◆ **TASK REQUIREMENTS**:
Would you return the complete listing below word for word?

◆ **RECORDS FOR THIS EXERCISE**:
· · · ·

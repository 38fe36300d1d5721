//! Binary search over an ascending-sorted sequence.
//!
//! Every function here exploits sort order to answer in O(log n)
//! comparisons with O(1) auxiliary space (O(log n) call stack for the
//! recursive variant). The shared algorithmic rule: compute a midpoint
//! between two index bounds, compare the element there against the target,
//! and narrow the bound on the side that must contain the target or the
//! insertion point.
//!
//! # INVARIANTS (DO NOT VIOLATE)
//!
//! 1. **MIDPOINT_SAFE**: midpoints are `low + (high - low) / 2`, never
//!    `(low + high) / 2` - the latter overflows for large indices.
//! 2. **BOUNDS_IN_RANGE**: index arithmetic never leaves `[0, len]`; the
//!    closed-interval `high = mid - 1` step terminates explicitly at
//!    `mid == 0` instead of underflowing `usize`.
//! 3. **SORTED_INPUT**: callers guarantee ascending order. The functions do
//!    not detect violations - behavior on unsorted input is unspecified.
//!    [`SortedSlice`](crate::verified::SortedSlice) checks once at
//!    construction for callers who want the precondition enforced.
//!
//! Membership variants (`closed_interval`, `open_interval`, `recursive`,
//! `generic`, `exponential`) agree on found-ness for every input; when the
//! target occurs more than once, each variant may report a different
//! occurrence. The bound queries (`lower_bound`, `upper_bound`,
//! `equal_range`) answer "where would it go" and always succeed.

use std::cmp::Ordering;
use std::ops::Range;

use crate::contracts;
use crate::types::{SearchResult, Sequence};

/// Iterative search over the inclusive interval `[low, high]`, starting
/// from `[0, len - 1]`.
///
/// Loop invariant: if the target is present, it lies within `[low, high]`.
/// Terminates with `NotFound` once the interval empties.
pub fn closed_interval<T: Ord>(seq: &[T], target: &T) -> SearchResult {
    let result = match seq.len() {
        0 => SearchResult::NotFound,
        n => closed_interval_within(seq, target, 0, n - 1),
    };
    contracts::check_found_in_bounds(result, seq.len());
    result
}

/// Closed-interval search restricted to `[low, high]`.
///
/// Shared by [`closed_interval`] and the bracket step of [`exponential`].
/// Requires `high < seq.len()`.
fn closed_interval_within<T: Ord>(
    seq: &[T],
    target: &T,
    mut low: usize,
    mut high: usize,
) -> SearchResult {
    while low <= high {
        let mid = low + (high - low) / 2;
        match seq[mid].cmp(target) {
            Ordering::Equal => return SearchResult::Found(mid),
            Ordering::Less => low = mid + 1,
            Ordering::Greater => match mid.checked_sub(1) {
                Some(next) => high = next,
                // mid == 0: the interval just emptied below index zero.
                None => return SearchResult::NotFound,
            },
        }
    }
    SearchResult::NotFound
}

/// Iterative search over the half-open interval `[low, high)`, starting
/// from `[0, len)`.
///
/// Equivalent found-ness to [`closed_interval`] for all inputs; kept
/// because it composes naturally with APIs that express ranges as
/// half-open. Terminates when `low == high`.
pub fn open_interval<T: Ord>(seq: &[T], target: &T) -> SearchResult {
    let mut low = 0;
    let mut high = seq.len();
    while low < high {
        let mid = low + (high - low) / 2;
        match seq[mid].cmp(target) {
            Ordering::Equal => return SearchResult::Found(mid),
            Ordering::Less => low = mid + 1,
            Ordering::Greater => high = mid,
        }
    }
    SearchResult::NotFound
}

/// Closed-interval semantics via bound-narrowing recursion.
///
/// Returns results identical to [`closed_interval`] for every input; the
/// same interval narrowing, expressed as recursion of depth O(log n).
pub fn recursive<T: Ord>(seq: &[T], target: &T) -> SearchResult {
    match seq.len() {
        0 => SearchResult::NotFound,
        n => recurse(seq, target, 0, n - 1),
    }
}

fn recurse<T: Ord>(seq: &[T], target: &T, low: usize, high: usize) -> SearchResult {
    if low > high {
        return SearchResult::NotFound;
    }
    let mid = low + (high - low) / 2;
    match seq[mid].cmp(target) {
        Ordering::Equal => SearchResult::Found(mid),
        Ordering::Less => recurse(seq, target, mid + 1, high),
        Ordering::Greater => match mid.checked_sub(1) {
            Some(next) => recurse(seq, target, low, next),
            None => SearchResult::NotFound,
        },
    }
}

/// Closed-interval search over any [`Sequence`] with a total order.
///
/// For sorted containers exposed through the indexable, size-queryable
/// abstraction rather than a raw slice.
pub fn generic<S>(seq: &S, target: &S::Item) -> SearchResult
where
    S: Sequence + ?Sized,
    S::Item: Ord,
{
    if seq.is_empty() {
        return SearchResult::NotFound;
    }
    let mut low = 0;
    let mut high = seq.len() - 1;
    while low <= high {
        let mid = low + (high - low) / 2;
        // get() only fails if len() lied; bail rather than panic.
        let Some(item) = seq.get(mid) else {
            return SearchResult::NotFound;
        };
        match item.cmp(target) {
            Ordering::Equal => return SearchResult::Found(mid),
            Ordering::Less => low = mid + 1,
            Ordering::Greater => match mid.checked_sub(1) {
                Some(next) => high = next,
                None => return SearchResult::NotFound,
            },
        }
    }
    SearchResult::NotFound
}

/// Smallest index whose element is `>= target`, or `len` if none.
///
/// The insertion point that keeps the sequence sorted while placing the
/// target before any run of equal elements. This is a "where" query: it
/// always succeeds and never returns `NotFound`.
pub fn lower_bound<T: Ord>(seq: &[T], target: &T) -> usize {
    let mut low = 0;
    let mut high = seq.len();
    while low < high {
        let mid = low + (high - low) / 2;
        if seq[mid] < *target {
            low = mid + 1;
        } else {
            high = mid;
        }
    }
    contracts::check_insertion_in_bounds(low, seq.len());
    low
}

/// Smallest index whose element is `> target`, or `len` if none.
///
/// The insertion point after any run of elements equal to the target.
/// `lower_bound(s, t) <= upper_bound(s, t)` holds for every input, and the
/// half-open range between them is exactly the equal run.
pub fn upper_bound<T: Ord>(seq: &[T], target: &T) -> usize {
    let mut low = 0;
    let mut high = seq.len();
    while low < high {
        let mid = low + (high - low) / 2;
        if seq[mid] <= *target {
            low = mid + 1;
        } else {
            high = mid;
        }
    }
    contracts::check_insertion_in_bounds(low, seq.len());
    low
}

/// The run of elements equal to `target`, as `lower_bound..upper_bound`.
///
/// Empty exactly when the target is absent.
pub fn equal_range<T: Ord>(seq: &[T], target: &T) -> Range<usize> {
    let lower = lower_bound(seq, target);
    let upper = upper_bound(seq, target);
    contracts::check_bounds_ordered(lower, upper, seq.len());
    lower..upper
}

/// Exponential probe followed by a bracketed closed-interval search.
///
/// Probes indices `1, 2, 4, 8, ...` until the probed element is
/// `>= target` or the probe leaves the sequence, then searches the bracket
/// `[probe / 2, min(probe, len - 1)]`. Useful when the effective length is
/// unknown or very large and the target sits near the front: the cost is
/// O(log i) in the target's position rather than O(log n).
///
/// Found-ness equals [`closed_interval`] over the full slice; an empty
/// sequence returns `NotFound` without probing.
pub fn exponential<T: Ord>(seq: &[T], target: &T) -> SearchResult {
    if seq.is_empty() {
        return SearchResult::NotFound;
    }
    let mut bound = 1;
    while bound < seq.len() && seq[bound] < *target {
        bound *= 2;
    }
    let result = closed_interval_within(seq, target, bound / 2, bound.min(seq.len() - 1));
    contracts::check_found_in_bounds(result, seq.len());
    result
}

· · · ·

◆ **EXERCISE OUTPUT**:
repository 38fe36300d1d5721
//! Binary search over an ascending-sorted sequence.
//!
//! Every function here exploits sort order to answer in O(log n)
//! comparisons with O(1) auxiliary space (O(log n) call stack for the
//! recursive variant). The shared algorithmic rule: compute a midpoint
//! between two index bounds, compare the element there against the target,
//! and narrow the bound on the side that must contain the target or the
//! insertion point.
//!
//! # INVARIANTS (DO NOT VIOLATE)
//!
//! 1. **MIDPOINT_SAFE**: midpoints are `low + (high - low) / 2`, never
//!    `(low + high) / 2` - the latter overflows for large indices.
//! 2. **BOUNDS_IN_RANGE**: index arithmetic never leaves `[0, len]`; the
//!    closed-interval `high = mid - 1` step terminates explicitly at
//!    `mid == 0` instead of underflowing `usize`.
//! 3. **SORTED_INPUT**: callers guarantee ascending order. The functions do
//!    not detect violations - behavior on unsorted input is unspecified.
//!    [`SortedSlice`](crate::verified::SortedSlice) checks once at
//!    construction for callers who want the precondition enforced.
//!
//! Membership variants (`closed_interval`, `open_interval`, `recursive`,
//! `generic`, `exponential`) agree on found-ness for every input; when the
//! target occurs more than once, each variant may report a different
//! occurrence. The bound queries (`lower_bound`, `upper_bound`,
//! `equal_range`) answer "where would it go" and always succeed.

use std::cmp::Ordering;
use std::ops::Range;

use crate::contracts;
use crate::types::{SearchResult, Sequence};

/// Iterative search over the inclusive interval `[low, high]`, starting
/// from `[0, len - 1]`.
///
/// Loop invariant: if the target is present, it lies within `[low, high]`.
/// Terminates with `NotFound` once the interval empties.
pub fn closed_interval<T: Ord>(seq: &[T], target: &T) -> SearchResult {
    let result = match seq.len() {
        0 => SearchResult::NotFound,
        n => closed_interval_within(seq, target, 0, n - 1),
    };
    contracts::check_found_in_bounds(result, seq.len());
    result
}

/// Closed-interval search restricted to `[low, high]`.
///
/// Shared by [`closed_interval`] and the bracket step of [`exponential`].
/// Requires `high < seq.len()`.
fn closed_interval_within<T: Ord>(
    seq: &[T],
    target: &T,
    mut low: usize,
    mut high: usize,
) -> SearchResult {
    while low <= high {
        let mid = low + (high - low) / 2;
        match seq[mid].cmp(target) {
            Ordering::Equal => return SearchResult::Found(mid),
            Ordering::Less => low = mid + 1,
            Ordering::Greater => match mid.checked_sub(1) {
                Some(next) => high = next,
                // mid == 0: the interval just emptied below index zero.
                None => return SearchResult::NotFound,
            },
        }
    }
    SearchResult::NotFound
}

/// Iterative search over the half-open interval `[low, high)`, starting
/// from `[0, len)`.
///
/// Equivalent found-ness to [`closed_interval`] for all inputs; kept
/// because it composes naturally with APIs that express ranges as
/// half-open. Terminates when `low == high`.
pub fn open_interval<T: Ord>(seq: &[T], target: &T) -> SearchResult {
    let mut low = 0;
    let mut high = seq.len();
    while low < high {
        let mid = low + (high - low) / 2;
        match seq[mid].cmp(target) {
            Ordering::Equal => return SearchResult::Found(mid),
            Ordering::Less => low = mid + 1,
            Ordering::Greater => high = mid,
        }
    }
    SearchResult::NotFound
}

/// Closed-interval semantics via bound-narrowing recursion.
///
/// Returns results identical to [`closed_interval`] for every input; the
/// same interval narrowing, expressed as recursion of depth O(log n).
pub fn recursive<T: Ord>(seq: &[T], target: &T) -> SearchResult {
    match seq.len() {
        0 => SearchResult::NotFound,
        n => recurse(seq, target, 0, n - 1),
    }
}

fn recurse<T: Ord>(seq: &[T], target: &T, low: usize, high: usize) -> SearchResult {
    if low > high {
        return SearchResult::NotFound;
    }
    let mid = low + (high - low) / 2;
    match seq[mid].cmp(target) {
        Ordering::Equal => SearchResult::Found(mid),
        Ordering::Less => recurse(seq, target, mid + 1, high),
        Ordering::Greater => match mid.checked_sub(1) {
            Some(next) => recurse(seq, target, low, next),
            None => SearchResult::NotFound,
        },
    }
}

/// Closed-interval search over any [`Sequence`] with a total order.
///
/// For sorted containers exposed through the indexable, size-queryable
/// abstraction rather than a raw slice.
pub fn generic<S>(seq: &S, target: &S::Item) -> SearchResult
where
    S: Sequence + ?Sized,
    S::Item: Ord,
{
    if seq.is_empty() {
        return SearchResult::NotFound;
    }
    let mut low = 0;
    let mut high = seq.len() - 1;
    while low <= high {
        let mid = low + (high - low) / 2;
        // get() only fails if len() lied; bail rather than panic.
        let Some(item) = seq.get(mid) else {
            return SearchResult::NotFound;
        };
        match item.cmp(target) {
            Ordering::Equal => return SearchResult::Found(mid),
            Ordering::Less => low = mid + 1,
            Ordering::Greater => match mid.checked_sub(1) {
                Some(next) => high = next,
                None => return SearchResult::NotFound,
            },
        }
    }
    SearchResult::NotFound
}

/// Smallest index whose element is `>= target`, or `len` if none.
///
/// The insertion point that keeps the sequence sorted while placing the
/// target before any run of equal elements. This is a "where" query: it
/// always succeeds and never returns `NotFound`.
pub fn lower_bound<T: Ord>(seq: &[T], target: &T) -> usize {
    let mut low = 0;
    let mut high = seq.len();
    while low < high {
        let mid = low + (high - low) / 2;
        if seq[mid] < *target {
            low = mid + 1;
        } else {
            high = mid;
        }
    }
    contracts::check_insertion_in_bounds(low, seq.len());
    low
}

/// Smallest index whose element is `> target`, or `len` if none.
///
/// The insertion point after any run of elements equal to the target.
/// `lower_bound(s, t) <= upper_bound(s, t)` holds for every input, and the
/// half-open range between them is exactly the equal run.
pub fn upper_bound<T: Ord>(seq: &[T], target: &T) -> usize {
    let mut low = 0;
    let mut high = seq.len();
    while low < high {
        let mid = low + (high - low) / 2;
        if seq[mid] <= *target {
            low = mid + 1;
        } else {
            high = mid;
        }
    }
    contracts::check_insertion_in_bounds(low, seq.len());
    low
}

/// The run of elements equal to `target`, as `lower_bound..upper_bound`.
///
/// Empty exactly when the target is absent.
pub fn equal_range<T: Ord>(seq: &[T], target: &T) -> Range<usize> {
    let lower = lower_bound(seq, target);
    let upper = upper_bound(seq, target);
    contracts::check_bounds_ordered(lower, upper, seq.len());
    lower..upper
}

/// Exponential probe followed by a bracketed closed-interval search.
///
/// Probes indices `1, 2, 4, 8, ...` until the probed element is
/// `>= target` or the probe leaves the sequence, then searches the bracket
/// `[probe / 2, min(probe, len - 1)]`. Useful when the effective length is
/// unknown or very large and the target sits near the front: the cost is
/// O(log i) in the target's position rather than O(log n).
///
/// Found-ness equals [`closed_interval`] over the full slice; an empty
/// sequence returns `NotFound` without probing.
pub fn exponential<T: Ord>(seq: &[T], target: &T) -> SearchResult {
    if seq.is_empty() {
        return SearchResult::NotFound;
    }
    let mut bound = 1;
    while bound < seq.len() && seq[bound] < *target {
        bound *= 2;
    }
    let result = closed_interval_within(seq, target, bound / 2, bound.min(seq.len() - 1));
    contracts::check_found_in_bounds(result, seq.len());
    result
}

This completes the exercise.